Affäre um manipulierte Asylverfahren:Im März 2017 ging eine weitere Warnung ein

Der Bamf-Mitarbeiter wies andererseits aber auch auf die Risiken rückhaltloser Aufklärung hin. "Das Haus", damit ist das Bamf gemeint, müsse sich "genau überlegen", ob es eine "solche Aktion" bezüglich der verdächtigen Fälle "von sich aus starten will". Sollte die Causa an die Öffentlichkeit gelangen, würde dies "ein schlechtes Bild auf das Bundesamt werfen".

Nach dem Erhalt dieser E-Mail gab der Abteilungsleiter das Signal, die Fälle anzusehen, aber nicht zu intensiv. "Ich möchte nicht, dass alles bis ins Detail geprüft wird", schrieb er in einer E-Mail am 14. Februar. Ob er dieses Vorgehen mit der Behördenspitze um Jutta Cordt abgesprochen hatte, ist unklar. Auf Anfrage von SZ und NDR erklärt das Bamf am Sonntag lediglich, Präsidentin Cordt habe die E-Mail mit den Anweisungen des Abteilungsleiters nicht erhalten. Dessen Wortwahl, "geräuschlos" vorzugehen, habe das Ziel gehabt, "die Verfahren zunächst intern zu klären". Ferner erklärte das Amt, eine Prüfung sei damals unverzüglich eingeleitet worden. Es seien zwar Bescheide aufgehoben worden, ansonsten habe die Untersuchung aber "keine weiteren Erkenntnisse erbracht".

Unklar ist, wieso bis zum Einschalten der Revision acht Monate vergingen

Auffällig ist auch, dass Präsidentin Cordt diesen Sachverhalt nicht erwähnt hat, als sie Ende April 2018 den Innen-Ausschuss des Bundetags über den Fall informierte. Zwar schilderte sie dem Gremium eine detaillierte Chronologie des Falls. Demnach lief im Februar 2017 bereits seit Monaten ein Disziplinarverfahren gegen die verantwortliche Leiterin der Bremer Außenstelle.

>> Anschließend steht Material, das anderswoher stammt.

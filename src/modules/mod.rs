pub mod books;

use bookshelf_kernel::ModuleRegistry;

/// Register all service modules with the registry
pub fn register_all(registry: &mut ModuleRegistry) {
    registry.register(books::create_module());
}
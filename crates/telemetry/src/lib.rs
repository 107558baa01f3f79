//! Logging bootstrap for bookshelf binaries.

use bookshelf_kernel::settings::{LogFormat, TelemetrySettings};
use tracing_subscriber::EnvFilter;

/// Build the filter: `RUST_LOG` wins, otherwise the configured level.
pub fn env_filter(settings: &TelemetrySettings) -> EnvFilter {
    EnvFilter::try_from_default_env()
        .or_else(|_| EnvFilter::try_new(&settings.log_level))
        .unwrap_or_else(|_| EnvFilter::new("info"))
}

/// Install the global tracing subscriber.
///
/// Installing a second time is a no-op, so tests and the CLI can both call it.
pub fn init(settings: &TelemetrySettings) {
    let filter = env_filter(settings);

    let installed = match settings.log_format {
        LogFormat::Pretty => tracing_subscriber::fmt()
            .with_env_filter(filter)
            .with_target(true)
            .try_init()
            .is_ok(),
        LogFormat::Json => tracing_subscriber::fmt()
            .json()
            .with_env_filter(filter)
            .with_current_span(true)
            .try_init()
            .is_ok(),
    };

    if installed {
        tracing::info!(
            target: "bookshelf-telemetry",
            format = ?settings.log_format,
            level = %settings.log_level,
            "telemetry initialized"
        );
    }
}
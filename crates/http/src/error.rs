//! Error handling for the bookshelf HTTP layer

use axum::{
    http::StatusCode,
    response::{IntoResponse, Response},
    Json,
};
use serde::{Deserialize, Serialize};
use thiserror::Error;

/// Body shape shared by every error response and by plain acknowledgements.
#[derive(Debug, Clone, PartialEq, Eq, Serialize, Deserialize)]
pub struct MessageBody {
    pub message: String,
}

impl MessageBody {
    pub fn new(message: impl Into<String>) -> Self {
        Self {
            message: message.into(),
        }
    }
}

/// Application error types that map to HTTP responses
#[derive(Error, Debug)]
pub enum AppError {
    #[error("not found: {message}")]
    NotFound { message: String },

    #[error("bad request: {message}")]
    BadRequest { message: String },

    #[error(transparent)]
    Internal(#[from] anyhow::Error),
}

impl AppError {
    /// Create a not found error
    pub fn not_found(message: impl Into<String>) -> Self {
        Self::NotFound {
            message: message.into(),
        }
    }

    /// Create a bad request error
    pub fn bad_request(message: impl Into<String>) -> Self {
        Self::BadRequest {
            message: message.into(),
        }
    }

    pub fn status(&self) -> StatusCode {
        match self {
            AppError::NotFound { .. } => StatusCode::NOT_FOUND,
            AppError::BadRequest { .. } => StatusCode::BAD_REQUEST,
            AppError::Internal(_) => StatusCode::INTERNAL_SERVER_ERROR,
        }
    }
}

impl IntoResponse for AppError {
    fn into_response(self) -> Response {
        let status = self.status();

        let message = match self {
            AppError::NotFound { message } | AppError::BadRequest { message } => {
                tracing::debug!(status_code = %status.as_u16(), %message, "request rejected");
                message
            }
            AppError::Internal(e) => {
                tracing::error!(status_code = %status.as_u16(), error = ?e, "request failed");
                // Internal details stay out of release responses.
                if cfg!(debug_assertions) {
                    e.to_string()
                } else {
                    "An internal server error occurred".to_string()
                }
            }
        };

        (status, Json(MessageBody { message })).into_response()
    }
}
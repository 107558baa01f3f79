//! Merges per-module OpenAPI fragments into one document.

use bookshelf_kernel::ModuleRegistry;
use serde_json::{json, Value};

pub const API_TITLE: &str = "Bookshelf API";
pub const API_VERSION: &str = "1.0.0";

/// Build the merged OpenAPI document served under `/openapi.json`.
pub fn build_openapi(registry: &ModuleRegistry) -> Value {
    let mut spec = json!({
        "openapi": "3.1.0",
        "info": {
            "title": API_TITLE,
            "version": API_VERSION,
            "description": "In-memory book collection service"
        },
        "paths": {},
        "components": {
            "schemas": {}
        }
    });

    spec["components"]["schemas"]["MessageResponse"] = json!({
        "type": "object",
        "properties": {
            "message": {
                "type": "string"
            }
        },
        "required": ["message"]
    });

    spec["paths"]["/healthz"] = json!({
        "get": {
            "summary": "Health check",
            "responses": {
                "200": {
                    "description": "OK",
                    "content": {
                        "text/plain": {
                            "schema": {
                                "type": "string"
                            }
                        }
                    }
                }
            }
        }
    });

    for module in registry.modules() {
        let Some(fragment) = module.openapi() else {
            continue;
        };
        let base_path = module.base_path();

        if let Some(paths) = fragment.get("paths").and_then(Value::as_object) {
            for (path, path_item) in paths {
                let full_path = join_path(&base_path, path);
                spec["paths"][full_path] = path_item.clone();
            }
        }

        if let Some(schemas) = fragment
            .get("components")
            .and_then(|components| components.get("schemas"))
            .and_then(Value::as_object)
        {
            for (schema_name, schema_def) in schemas {
                spec["components"]["schemas"][schema_name] = schema_def.clone();
            }
        }
    }

    spec
}

/// Check the merged JSON against utoipa's typed OpenAPI model.
pub fn validate(spec: &Value) -> Result<utoipa::openapi::OpenApi, serde_json::Error> {
    serde_json::from_value(spec.clone())
}

fn join_path(base_path: &str, path: &str) -> String {
    let base_path = base_path.trim_end_matches('/');
    if path == "/" && !base_path.is_empty() {
        base_path.to_string()
    } else {
        format!("{}{}", base_path, path)
    }
}

#[cfg(test)]
mod tests {
    use super::*;
    use bookshelf_kernel::Module;
    use std::sync::Arc;

    struct Fragment {
        name: &'static str,
        base_path: &'static str,
    }

    #[async_trait::async_trait]
    impl Module for Fragment {
        fn name(&self) -> &'static str {
            self.name
        }

        fn base_path(&self) -> String {
            self.base_path.to_string()
        }

        fn openapi(&self) -> Option<Value> {
            Some(json!({
                "paths": {
                    "/": { "get": { "responses": { "200": { "description": "OK" } } } },
                    "/items": { "get": { "responses": { "200": { "description": "OK" } } } }
                },
                "components": {
                    "schemas": {
                        "Item": { "type": "object" }
                    }
                }
            }))
        }
    }

    #[test]
    fn test_empty_registry_document_is_valid() {
        let typed = validate(&build_openapi(&ModuleRegistry::new())).unwrap();
        assert_eq!(typed.info.version, API_VERSION);
    }

    #[test]
    fn test_join_path() {
        assert_eq!(join_path("", "/books"), "/books");
        assert_eq!(join_path("", "/"), "/");
        assert_eq!(join_path("/api/users", "/"), "/api/users");
        assert_eq!(join_path("/api/users/", "/profile"), "/api/users/profile");
    }

    #[test]
    fn test_fragments_are_prefixed_and_merged() {
        let mut registry = ModuleRegistry::new();
        registry.register(Arc::new(Fragment {
            name: "items",
            base_path: "/api/items",
        }));

        let spec = build_openapi(&registry);
        assert!(spec["paths"]["/api/items"].is_object());
        assert!(spec["paths"]["/api/items/items"].is_object());
        assert!(spec["paths"]["/healthz"].is_object());
        assert!(spec["components"]["schemas"]["Item"].is_object());
        assert!(spec["components"]["schemas"]["MessageResponse"].is_object());
    }

    #[test]
    fn test_merged_document_is_valid_openapi() {
        let mut registry = ModuleRegistry::new();
        registry.register(Arc::new(Fragment {
            name: "root",
            base_path: "",
        }));

        let typed = validate(&build_openapi(&registry)).unwrap();
        assert_eq!(typed.info.title, API_TITLE);
        assert!(typed.paths.paths.contains_key("/items"));
    }
}
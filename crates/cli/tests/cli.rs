use assert_cmd::Command;

fn cli() -> Command {
    Command::cargo_bin("bookshelf-cli").unwrap()
}

#[test]
fn openapi_prints_book_routes() {
    let output = cli().arg("openapi").assert().success().get_output().stdout.clone();
    let document: serde_json::Value = serde_json::from_slice(&output).unwrap();

    assert_eq!(document["openapi"], "3.1.0");
    assert!(document["paths"]["/books"]["post"].is_object());
    assert!(document["paths"]["/books/{id}"]["delete"].is_object());
    assert!(document["paths"]["/search"]["get"].is_object());
}

#[test]
fn config_honours_port_variable() {
    let output = cli()
        .arg("config")
        .env("PORT", "4321")
        .env("BOOKSHELF_ENV", "local")
        .env("BOOKSHELF_CONFIG_DIR", std::env::temp_dir().join("bookshelf-cli-no-config"))
        .assert()
        .success()
        .get_output()
        .stdout
        .clone();
    let settings: serde_json::Value = serde_json::from_slice(&output).unwrap();

    assert_eq!(settings["server"]["port"], 4321);
    assert_eq!(settings["environment"], "local");
}

#[test]
fn unknown_environment_fails() {
    cli()
        .arg("config")
        .env("BOOKSHELF_ENV", "qa")
        .assert()
        .failure();
}

#[test]
fn missing_subcommand_fails() {
    cli().assert().failure();
}
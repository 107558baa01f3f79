pub mod handlers;
pub mod models;
pub mod store;

use std::sync::Arc;

use async_trait::async_trait;
use axum::{routing::get, Router};
use bookshelf_kernel::{InitCtx, Module};
use serde_json::json;

use store::BookStore;

/// Book collection module. Owns the store for the lifetime of the service.
pub struct BooksModule {
    store: Arc<BookStore>,
}

impl BooksModule {
    pub fn new() -> Self {
        Self::with_store(Arc::new(BookStore::new()))
    }

    pub fn with_store(store: Arc<BookStore>) -> Self {
        Self { store }
    }

    pub fn store(&self) -> &Arc<BookStore> {
        &self.store
    }
}

impl Default for BooksModule {
    fn default() -> Self {
        Self::new()
    }
}

#[async_trait]
impl Module for BooksModule {
    fn name(&self) -> &'static str {
        "books"
    }

    /// Served from the root: `/books`, `/books/{id}` and `/search`.
    fn base_path(&self) -> String {
        String::new()
    }

    async fn init(&self, ctx: &InitCtx<'_>) -> anyhow::Result<()> {
        tracing::info!(
            module = self.name(),
            environment = ?ctx.settings.environment,
            "books module initialized"
        );
        Ok(())
    }

    fn routes(&self) -> Router {
        Router::new()
            .route(
                "/books",
                get(handlers::list_books).post(handlers::create_book),
            )
            .route(
                "/books/{id}",
                get(handlers::get_book)
                    .put(handlers::update_book)
                    .delete(handlers::delete_book),
            )
            .route("/search", get(handlers::search_books))
            .with_state(Arc::clone(&self.store))
    }

    fn openapi(&self) -> Option<serde_json::Value> {
        let not_found = json!({
            "description": "Book not found",
            "content": {
                "application/json": {
                    "schema": { "$ref": "#/components/schemas/MessageResponse" }
                }
            }
        });
        let book = json!({
            "application/json": {
                "schema": { "$ref": "#/components/schemas/Book" }
            }
        });
        let id_param = json!({
            "name": "id",
            "in": "path",
            "required": true,
            "description": "Book id",
            "schema": { "type": "integer", "format": "int64" }
        });

        Some(json!({
            "paths": {
                "/books": {
                    "get": {
                        "summary": "List books",
                        "tags": ["Books"],
                        "responses": {
                            "200": {
                                "description": "Every book in insertion order",
                                "content": {
                                    "application/json": {
                                        "schema": {
                                            "type": "array",
                                            "items": { "$ref": "#/components/schemas/Book" }
                                        }
                                    }
                                }
                            }
                        }
                    },
                    "post": {
                        "summary": "Create a book",
                        "tags": ["Books"],
                        "requestBody": {
                            "required": true,
                            "content": {
                                "application/json": {
                                    "schema": { "$ref": "#/components/schemas/CreateBook" }
                                }
                            }
                        },
                        "responses": {
                            "201": { "description": "Book created", "content": book },
                            "400": {
                                "description": "Incomplete data",
                                "content": {
                                    "application/json": {
                                        "schema": { "$ref": "#/components/schemas/MessageResponse" }
                                    }
                                }
                            }
                        }
                    }
                },
                "/books/{id}": {
                    "get": {
                        "summary": "Get a book by id",
                        "tags": ["Books"],
                        "parameters": [id_param],
                        "responses": {
                            "200": { "description": "The book", "content": book },
                            "404": not_found
                        }
                    },
                    "put": {
                        "summary": "Update a book",
                        "description": "Fields in the body replace the stored ones; the id never changes.",
                        "tags": ["Books"],
                        "parameters": [id_param],
                        "requestBody": {
                            "content": {
                                "application/json": {
                                    "schema": { "$ref": "#/components/schemas/UpdateBook" }
                                }
                            }
                        },
                        "responses": {
                            "200": { "description": "The updated book", "content": book },
                            "404": not_found
                        }
                    },
                    "delete": {
                        "summary": "Delete a book",
                        "tags": ["Books"],
                        "parameters": [id_param],
                        "responses": {
                            "200": {
                                "description": "Book deleted",
                                "content": {
                                    "application/json": {
                                        "schema": { "$ref": "#/components/schemas/MessageResponse" }
                                    }
                                }
                            },
                            "404": not_found
                        }
                    }
                },
                "/search": {
                    "get": {
                        "summary": "Find a book by exact title",
                        "tags": ["Books"],
                        "parameters": [{
                            "name": "title",
                            "in": "query",
                            "required": true,
                            "schema": { "type": "string" }
                        }],
                        "responses": {
                            "200": { "description": "First book with that title", "content": book },
                            "404": not_found
                        }
                    }
                }
            },
            "components": {
                "schemas": {
                    "Book": {
                        "type": "object",
                        "properties": {
                            "id": { "type": "integer", "format": "int64" },
                            "title": { "type": "string" },
                            "author": { "type": "string" },
                            "year": { "type": "integer", "format": "int64" }
                        },
                        "required": ["id", "title", "author", "year"]
                    },
                    "CreateBook": {
                        "type": "object",
                        "properties": {
                            "title": { "type": "string", "minLength": 1 },
                            "author": { "type": "string", "minLength": 1 },
                            "year": { "type": "integer", "format": "int64" }
                        },
                        "required": ["title", "author", "year"]
                    },
                    "UpdateBook": {
                        "type": "object",
                        "properties": {
                            "title": { "type": "string" },
                            "author": { "type": "string" },
                            "year": { "type": "integer", "format": "int64" }
                        }
                    }
                }
            }
        }))
    }

    async fn start(&self, _ctx: &InitCtx<'_>) -> anyhow::Result<()> {
        tracing::info!(module = self.name(), "books module started");
        Ok(())
    }

    async fn stop(&self) -> anyhow::Result<()> {
        let dropped = self.store.len().await;
        self.store.clear().await;
        tracing::info!(module = self.name(), dropped, "books module stopped");
        Ok(())
    }
}

/// Create a new instance of the books module
pub fn create_module() -> Arc<dyn Module> {
    Arc::new(BooksModule::new())
}

#[cfg(test)]
mod tests {
    use super::*;
    use bookshelf_kernel::Settings;
    use models::NewBook;

    #[tokio::test]
    async fn stop_drops_the_collection() {
        let module = BooksModule::new();
        let settings = Settings::default();
        let ctx = InitCtx {
            settings: &settings,
        };

        module.init(&ctx).await.unwrap();
        module.start(&ctx).await.unwrap();
        module
            .store()
            .create(NewBook {
                title: "Dune".to_string(),
                author: "Herbert".to_string(),
                year: 1965,
            })
            .await;
        assert_eq!(module.store().len().await, 1);

        module.stop().await.unwrap();
        assert!(module.store().is_empty().await);
    }

    #[test]
    fn served_from_root() {
        let module = BooksModule::new();
        assert_eq!(module.name(), "books");
        assert_eq!(module.base_path(), "");
        assert!(module.openapi().unwrap()["paths"]["/books/{id}"]["put"].is_object());
    }
}
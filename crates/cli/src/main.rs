use anyhow::Context;
use clap::{Parser, Subcommand};

use bookshelf_kernel::settings::Settings;

/// Bookshelf command line
#[derive(Debug, Parser)]
#[command(name = "bookshelf-cli", version, about = "Run and inspect the bookshelf service")]
struct Cli {
    #[command(subcommand)]
    command: Command,
}

#[derive(Debug, Subcommand)]
enum Command {
    /// Run the HTTP service
    Serve {
        /// Listening port, overriding configuration
        #[arg(long)]
        port: Option<u16>,
    },
    /// Print the merged OpenAPI document
    Openapi,
    /// Print the resolved configuration
    Config,
}

fn main() -> anyhow::Result<()> {
    let cli = Cli::parse();

    match cli.command {
        Command::Serve { port } => {
            let mut settings = load_settings()?;
            if let Some(port) = port {
                settings.server.port = port;
            }
            bookshelf_telemetry::init(&settings.telemetry);
            tracing::info!(env = ?settings.environment, port = settings.server.port, "bookshelf-cli serve");

            let runtime = tokio::runtime::Runtime::new().context("failed to start tokio runtime")?;
            runtime.block_on(bookshelf_app::run(settings))
        }
        Command::Openapi => {
            let registry = bookshelf_app::build_registry();
            let document = bookshelf_http::openapi::build_openapi(&registry);
            println!("{}", serde_json::to_string_pretty(&document)?);
            Ok(())
        }
        Command::Config => {
            let settings = load_settings()?;
            println!("{}", serde_json::to_string_pretty(&settings)?);
            Ok(())
        }
    }
}

fn load_settings() -> anyhow::Result<Settings> {
    Settings::load().with_context(|| "failed to load bookshelf settings")
}
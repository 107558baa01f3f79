//! Router builder for the bookshelf HTTP server

use axum::{extract::Request, http::HeaderValue, Router};
use std::time::Duration;
use tower_http::{
    cors::{Any, CorsLayer},
    request_id::{MakeRequestId, PropagateRequestIdLayer, RequestId, SetRequestIdLayer},
    timeout::TimeoutLayer,
    trace::{DefaultMakeSpan, DefaultOnRequest, DefaultOnResponse, TraceLayer},
};
use uuid::{Timestamp, Uuid};

use bookshelf_kernel::ModuleRegistry;

use crate::openapi;

/// Where Swagger UI is served.
pub const DOCS_PATH: &str = "/api-docs";
/// Where the merged OpenAPI document is served.
pub const OPENAPI_JSON_PATH: &str = "/openapi.json";

/// Builder for constructing the main HTTP router.
///
/// Register routes first; the `with_*` layers wrap whatever is registered
/// at the time they are called.
pub struct RouterBuilder {
    router: Router,
}

impl RouterBuilder {
    /// Create a new router builder
    pub fn new() -> Self {
        Self {
            router: Router::new(),
        }
    }

    /// Add a route to the router
    pub fn route(mut self, path: &str, route: axum::routing::MethodRouter) -> Self {
        self.router = self.router.route(path, route);
        self
    }

    /// Mount a module's router under `base_path`, or at the root when it is empty
    pub fn mount_module(mut self, base_path: &str, module_router: Router) -> Self {
        let base_path = base_path.trim_end_matches('/');
        self.router = if base_path.is_empty() {
            self.router.merge(module_router)
        } else {
            self.router.nest(base_path, module_router)
        };
        self
    }

    /// Serve Swagger UI and the OpenAPI document merged from all modules
    pub fn with_openapi(mut self, registry: &ModuleRegistry) -> Self {
        let spec = openapi::build_openapi(registry);
        if let Err(err) = openapi::validate(&spec) {
            tracing::warn!(error = %err, "merged OpenAPI document does not match the OpenAPI model");
        }

        self.router = self.router.merge(
            utoipa_swagger_ui::SwaggerUi::new(DOCS_PATH)
                .external_url_unchecked(OPENAPI_JSON_PATH, spec),
        );
        self
    }

    /// Add tracing middleware
    pub fn with_tracing(mut self) -> Self {
        self.router = self.router.layer(
            TraceLayer::new_for_http()
                .make_span_with(DefaultMakeSpan::new().include_headers(true))
                .on_request(DefaultOnRequest::new().level(tracing::Level::INFO))
                .on_response(DefaultOnResponse::new().level(tracing::Level::INFO)),
        );
        self
    }

    /// Add CORS middleware
    pub fn with_cors(mut self) -> Self {
        self.router = self.router.layer(
            CorsLayer::new()
                .allow_origin(Any)
                .allow_methods(Any)
                .allow_headers(Any),
        );
        self
    }

    /// Add request ID middleware; the id is echoed on the response.
    ///
    /// Call after `with_tracing` so the id is present in the request span.
    pub fn with_request_id(mut self) -> Self {
        self.router = self
            .router
            .layer(PropagateRequestIdLayer::x_request_id())
            .layer(SetRequestIdLayer::x_request_id(MakeRequestUuidV7));
        self
    }

    /// Add timeout middleware
    pub fn with_timeout(mut self, timeout_ms: u64) -> Self {
        self.router = self
            .router
            .layer(TimeoutLayer::new(Duration::from_millis(timeout_ms)));
        self
    }

    /// Build the final router
    pub fn build(self) -> Router {
        self.router
    }
}

impl Default for RouterBuilder {
    fn default() -> Self {
        Self::new()
    }
}

/// Time-ordered request ids
#[derive(Clone, Copy, Debug, Default)]
pub struct MakeRequestUuidV7;

impl MakeRequestId for MakeRequestUuidV7 {
    fn make_request_id<B>(&mut self, _request: &Request<B>) -> Option<RequestId> {
        let timestamp = Timestamp::now(uuid::NoContext);
        let request_id = Uuid::new_v7(timestamp)
            .to_string()
            .parse::<HeaderValue>()
            .ok()?;
        Some(RequestId::new(request_id))
    }
}

#[cfg(test)]
mod tests {
    use super::*;
    use axum::{
        body::Body,
        http::{Request, StatusCode},
        routing::get,
    };
    use tower::ServiceExt;

    async fn get_status(router: Router, uri: &str) -> StatusCode {
        router
            .oneshot(Request::builder().uri(uri).body(Body::empty()).unwrap())
            .await
            .unwrap()
            .status()
    }

    #[tokio::test]
    async fn test_router_builder_basic() {
        let router = RouterBuilder::new()
            .route("/test", get(|| async { "test" }))
            .build();

        assert_eq!(get_status(router, "/test").await, StatusCode::OK);
    }

    #[tokio::test]
    async fn test_module_mounting() {
        let module_router = Router::new().route("/", get(|| async { "module" }));
        let router = RouterBuilder::new()
            .mount_module("/api/test", module_router)
            .build();

        assert_eq!(get_status(router, "/api/test").await, StatusCode::OK);
    }

    #[tokio::test]
    async fn test_root_mounting_merges() {
        let module_router = Router::new().route("/things", get(|| async { "things" }));
        let router = RouterBuilder::new()
            .route("/healthz", get(|| async { "ok" }))
            .mount_module("", module_router)
            .build();

        assert_eq!(get_status(router.clone(), "/things").await, StatusCode::OK);
        assert_eq!(get_status(router, "/healthz").await, StatusCode::OK);
    }

    #[tokio::test]
    async fn test_middleware_chain_sets_request_id() {
        let router = RouterBuilder::new()
            .route("/health", get(|| async { "ok" }))
            .with_timeout(5000)
            .with_cors()
            .with_tracing()
            .with_request_id()
            .build();

        let response = router
            .oneshot(Request::builder().uri("/health").body(Body::empty()).unwrap())
            .await
            .unwrap();

        assert_eq!(response.status(), StatusCode::OK);
        let request_id = response.headers().get("x-request-id").unwrap();
        assert!(Uuid::parse_str(request_id.to_str().unwrap()).is_ok());
    }

    #[tokio::test]
    async fn test_openapi_document_is_served() {
        let registry = ModuleRegistry::new();
        let router = RouterBuilder::new().with_openapi(&registry).build();

        assert_eq!(get_status(router, OPENAPI_JSON_PATH).await, StatusCode::OK);
    }
}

Außerdem beauftragte das Bamf am 26. Oktober 2017 die interne Revision, die Fälle zu prüfen, die mit der Außenstelle Bremen und insbesondere dem verdächtigen Anwalt zu tun hatten. Unklar ist, warum zwischen der internen Diskussion im Februar 2017 und der Einschaltung der Revision acht Monate vergingen, und warum Cordt den Mailwechsel im Februar nicht erwähnte, als sie dem Parlament Rede und Antwort stand.

Am 2. März 2017, zwei Wochen nach dem anfänglichen E-Mail-Austausch, ging im Bamf sogar noch eine weitere Warnung ein, diesmal von Mitarbeitern des hannoverschen Regionspräsidenten Hauke Jagau. In dieser Mail wurde auf eine Liste von 149 Fällen verwiesen, in denen Mitarbeitern der Region Hannover Ungereimtheiten aufgefallen waren.

In 27 der aufgelisteten 149 Fälle waren Entscheidungen niedersächsischer Stellen durch die gar nicht zuständige Bamf-Außenstelle Bremen aufgehoben oder abgeändert worden. Alle Fälle standen in Verbindung mit dem verdächtigen Anwalt. Auch von dieser Warnung berichtete Bamf-Präsidentin Cordt dem Parlament nicht, als sie dort Ende April 2018 auftrat.